THE PROBLEM:
When the word "three" shows up in a line of the data below, copy that whole line.

Collected data entries:
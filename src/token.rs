use base64::alphabet;
use base64::engine::{DecodePaddingMode, GeneralPurpose, GeneralPurposeConfig};
use base64::Engine;
use serde::Serialize;
use serde_json::Value;

use crate::error::TokenError;

// JWT segments are normally unpadded, but tokens copied out of other tools
// sometimes carry padding; accept both.
const URL_SAFE_FORGIVING: GeneralPurpose = GeneralPurpose::new(
    &alphabet::URL_SAFE,
    GeneralPurposeConfig::new().with_decode_padding_mode(DecodePaddingMode::Indifferent),
);

/// The three parts of a decoded compact token.
///
/// `header` and `payload` are pretty-printed JSON (2-space indent). The
/// `signature` is the third segment exactly as it appeared in the token:
/// never decoded, never validated. Decoding a token proves nothing about
/// who issued it — this type carries unverified data.
#[derive(Debug, Clone, PartialEq, Eq, Serialize)]
pub struct DecodedToken {
    pub header: String,
    pub payload: String,
    pub signature: String,
}

/// Decodes a compact three-segment token (JWS compact serialization, as used
/// by JWTs) without verifying its signature.
///
/// The token must split on `.` into exactly three non-empty segments or the
/// result is [`TokenError::Structure`]. The first two segments are
/// base64url-decoded, read as UTF-8, and parsed as JSON; any of those steps
/// failing yields [`TokenError::Decode`] and no partial result — header and
/// payload are either both produced or neither is.
///
/// # Example
///
/// ```rust
/// use base64::engine::general_purpose::URL_SAFE_NO_PAD;
/// use base64::Engine;
///
/// let token = format!(
///     "{}.{}.sig",
///     URL_SAFE_NO_PAD.encode(r#"{"alg":"none"}"#),
///     URL_SAFE_NO_PAD.encode(r#"{"sub":"42"}"#),
/// );
/// let decoded = devsnips::decode_token(&token).unwrap();
/// assert_eq!(decoded.payload, "{\n  \"sub\": \"42\"\n}");
/// assert_eq!(decoded.signature, "sig");
/// ```
pub fn decode_token(token: &str) -> Result<DecodedToken, TokenError> {
    let parts: Vec<&str> = token.split('.').collect();
    if parts.len() != 3 || parts.iter().any(|part| part.is_empty()) {
        return Err(TokenError::Structure);
    }

    let header = decode_segment(parts[0])?;
    let payload = decode_segment(parts[1])?;

    Ok(DecodedToken {
        header,
        payload,
        signature: parts[2].to_string(),
    })
}

fn decode_segment(segment: &str) -> Result<String, TokenError> {
    let bytes = URL_SAFE_FORGIVING
        .decode(segment)
        .map_err(|e| TokenError::Decode(format!("invalid base64url: {}", e)))?;
    let text = String::from_utf8(bytes)
        .map_err(|_| TokenError::Decode("decoded segment is not valid UTF-8".to_string()))?;
    let value: Value = serde_json::from_str(&text)
        .map_err(|e| TokenError::Decode(format!("decoded segment is not valid JSON: {}", e)))?;
    serde_json::to_string_pretty(&value).map_err(|e| TokenError::Decode(e.to_string()))
}

#[cfg(test)]
mod tests {
    use super::*;
    use base64::engine::general_purpose::{URL_SAFE, URL_SAFE_NO_PAD};

    fn token_of(header: &str, payload: &str, signature: &str) -> String {
        format!(
            "{}.{}.{}",
            URL_SAFE_NO_PAD.encode(header),
            URL_SAFE_NO_PAD.encode(payload),
            signature
        )
    }

    #[test]
    fn round_trip_preserves_json_and_signature() {
        let header = r#"{"alg":"HS256","typ":"JWT"}"#;
        let payload = r#"{"sub":"1234567890","name":"John Doe","admin":true}"#;
        let decoded = decode_token(&token_of(header, payload, "abc123-_")).unwrap();

        assert_eq!(decoded.header, crate::normalize(header));
        assert_eq!(decoded.payload, crate::normalize(payload));
        assert_eq!(decoded.signature, "abc123-_");
    }

    #[test]
    fn pretty_prints_with_two_space_indent() {
        let decoded = decode_token(&token_of(r#"{"alg":"none"}"#, r#"{"a":1}"#, "s")).unwrap();
        assert_eq!(decoded.header, "{\n  \"alg\": \"none\"\n}");
        assert_eq!(decoded.payload, "{\n  \"a\": 1\n}");
    }

    #[test]
    fn padded_segments_decode_too() {
        let token = format!(
            "{}.{}.s",
            URL_SAFE.encode(r#"{"alg":"none"}"#),
            URL_SAFE.encode(r#"{"ok":true}"#),
        );
        let decoded = decode_token(&token).unwrap();
        assert_eq!(decoded.payload, "{\n  \"ok\": true\n}");
    }

    #[test]
    fn wrong_segment_count_is_a_structure_error() {
        assert_eq!(decode_token("onlyone").unwrap_err(), TokenError::Structure);
        assert_eq!(decode_token("a.b").unwrap_err(), TokenError::Structure);
        assert_eq!(decode_token("a.b.c.d").unwrap_err(), TokenError::Structure);
    }

    #[test]
    fn empty_segment_is_a_structure_error() {
        assert_eq!(decode_token("..sig").unwrap_err(), TokenError::Structure);
        assert_eq!(decode_token("a.b.").unwrap_err(), TokenError::Structure);
    }

    #[test]
    fn garbage_segments_are_decode_errors() {
        // "a" is one base64 character: not a decodable length.
        assert!(matches!(
            decode_token("a.b.c").unwrap_err(),
            TokenError::Decode(_)
        ));
    }

    #[test]
    fn non_utf8_bytes_are_a_decode_error() {
        let bad = URL_SAFE_NO_PAD.encode([0xff, 0xfe, 0xfd]);
        let token = format!("{}.{}.s", bad, URL_SAFE_NO_PAD.encode("{}"));
        assert!(matches!(decode_token(&token).unwrap_err(), TokenError::Decode(_)));
    }

    #[test]
    fn non_json_text_is_a_decode_error() {
        let token = token_of(r#"{"alg":"none"}"#, "hello there", "s");
        assert!(matches!(decode_token(&token).unwrap_err(), TokenError::Decode(_)));
    }

    #[test]
    fn bad_payload_means_no_header_either() {
        let token = token_of(r#"{"alg":"none"}"#, "not json", "s");
        assert!(decode_token(&token).is_err());
    }
}
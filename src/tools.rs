use serde::Serialize;

/// A catalog entry for one of the bundled tools.
#[derive(Debug, Clone, Copy, PartialEq, Eq, Serialize)]
pub struct Tool {
    /// Subcommand name.
    pub name: &'static str,
    pub title: &'static str,
    pub description: &'static str,
}

/// The bundled tools, in display order.
pub const TOOLS: [Tool; 3] = [
    Tool {
        name: "json",
        title: "JSON Snip",
        description: "Format, validate & generate TypeScript types from JSON.",
    },
    Tool {
        name: "regex",
        title: "Regex Snip",
        description: "Test and debug regular expressions with live matches.",
    },
    Tool {
        name: "jwt",
        title: "JWT Snip",
        description: "Decode JWT tokens without verifying signatures.",
    },
];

RESULT FOR THIS EXERCISE:
/// The three parts of a decoded compact token.
/// Decodes a compact three-segment token (JWS compact serialization, as used
/// The token must split on `.` into exactly three non-empty segments or the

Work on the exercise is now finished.